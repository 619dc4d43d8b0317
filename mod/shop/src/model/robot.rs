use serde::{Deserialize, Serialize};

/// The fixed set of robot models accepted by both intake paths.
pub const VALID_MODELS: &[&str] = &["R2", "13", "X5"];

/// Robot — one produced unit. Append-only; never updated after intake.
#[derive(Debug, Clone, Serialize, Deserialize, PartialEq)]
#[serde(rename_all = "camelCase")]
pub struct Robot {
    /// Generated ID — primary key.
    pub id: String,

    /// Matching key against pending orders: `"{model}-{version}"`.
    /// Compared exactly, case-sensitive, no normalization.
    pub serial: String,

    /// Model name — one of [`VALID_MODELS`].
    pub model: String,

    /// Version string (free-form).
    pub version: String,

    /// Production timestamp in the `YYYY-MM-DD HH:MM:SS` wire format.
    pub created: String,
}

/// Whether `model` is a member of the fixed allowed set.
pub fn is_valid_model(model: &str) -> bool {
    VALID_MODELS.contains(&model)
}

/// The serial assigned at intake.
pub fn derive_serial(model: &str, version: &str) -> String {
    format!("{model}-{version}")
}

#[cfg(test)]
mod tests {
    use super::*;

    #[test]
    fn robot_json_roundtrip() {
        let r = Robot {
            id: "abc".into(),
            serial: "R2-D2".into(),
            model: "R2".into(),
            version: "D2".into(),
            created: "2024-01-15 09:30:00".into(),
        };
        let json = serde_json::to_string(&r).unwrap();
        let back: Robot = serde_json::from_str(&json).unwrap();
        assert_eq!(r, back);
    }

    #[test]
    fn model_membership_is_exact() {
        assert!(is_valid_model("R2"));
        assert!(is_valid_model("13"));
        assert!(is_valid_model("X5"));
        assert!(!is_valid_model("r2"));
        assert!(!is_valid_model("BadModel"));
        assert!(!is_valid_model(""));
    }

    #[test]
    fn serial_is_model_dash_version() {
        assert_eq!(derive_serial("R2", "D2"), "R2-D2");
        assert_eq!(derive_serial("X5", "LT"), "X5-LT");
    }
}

###

Task description: Copy the lines of the entries above that mention "back".

Output of the task:
        let back: Robot = serde_json::from_str(&json).unwrap();
        assert_eq!(r, back);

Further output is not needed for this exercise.